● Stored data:
* * *
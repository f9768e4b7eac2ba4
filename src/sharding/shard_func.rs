/// Decides whether the local replica owns the full backup of a table.
///
/// Implementations must be pure: the same metadata always yields the same answer.
/// Any `Fn(&TableReplicaMetadata) -> Result<bool>` qualifies.
pub trait ShardFunc: Send + Sync {
    fn assign(&self, md: &TableReplicaMetadata) -> Result<bool>;
}

impl<F> ShardFunc for F
where
    F: Fn(&TableReplicaMetadata) -> Result<bool> + Send + Sync,
{
    fn assign(&self, md: &TableReplicaMetadata) -> Result<bool> {
        self(md)
    }
}

/// Hashes `database.table` with FNV-1a and takes it mod N, where N is the number of
/// active replicas, to index into the alphabetically sorted active replica list.
/// The replica at that index handles the full backup.
#[derive(Debug, Clone, Copy, Default)]
pub struct FnvHashModShardFunc;

impl FnvHashModShardFunc {
    /// Returns the name of the replica that owns the table.
    pub fn owner<'a>(&self, md: &'a TableReplicaMetadata) -> Result<&'a str> {
        let active = md.active_replicas();
        if active.is_empty() {
            return Err(ShardError::NoActiveReplicas {
                table: md.full_name(),
            });
        }
        Ok(active[stable_replica_index(&md.full_name(), active.len())])
    }
}

impl ShardFunc for FnvHashModShardFunc {
    fn assign(&self, md: &TableReplicaMetadata) -> Result<bool> {
        Ok(self.owner(md)? == md.replica_name)
    }
}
* * *
● Required work: Without omission, return all of the records exactly as given.

● Response to the exercise:
repository f9768e4b7eac2ba4
filename src/sharding/shard_func.rs
/// Decides whether the local replica owns the full backup of a table.
///
/// Implementations must be pure: the same metadata always yields the same answer.
/// Any `Fn(&TableReplicaMetadata) -> Result<bool>` qualifies.
pub trait ShardFunc: Send + Sync {
    fn assign(&self, md: &TableReplicaMetadata) -> Result<bool>;
}

impl<F> ShardFunc for F
where
    F: Fn(&TableReplicaMetadata) -> Result<bool> + Send + Sync,
{
    fn assign(&self, md: &TableReplicaMetadata) -> Result<bool> {
        self(md)
    }
}

/// Hashes `database.table` with FNV-1a and takes it mod N, where N is the number of
/// active replicas, to index into the alphabetically sorted active replica list.
/// The replica at that index handles the full backup.
#[derive(Debug, Clone, Copy, Default)]
pub struct FnvHashModShardFunc;

impl FnvHashModShardFunc {
    /// Returns the name of the replica that owns the table.
    pub fn owner<'a>(&self, md: &'a TableReplicaMetadata) -> Result<&'a str> {
        let active = md.active_replicas();
        if active.is_empty() {
            return Err(ShardError::NoActiveReplicas {
                table: md.full_name(),
            });
        }
        Ok(active[stable_replica_index(&md.full_name(), active.len())])
    }
}

impl ShardFunc for FnvHashModShardFunc {
    fn assign(&self, md: &TableReplicaMetadata) -> Result<bool> {
        Ok(self.owner(md)? == md.replica_name)
    }
}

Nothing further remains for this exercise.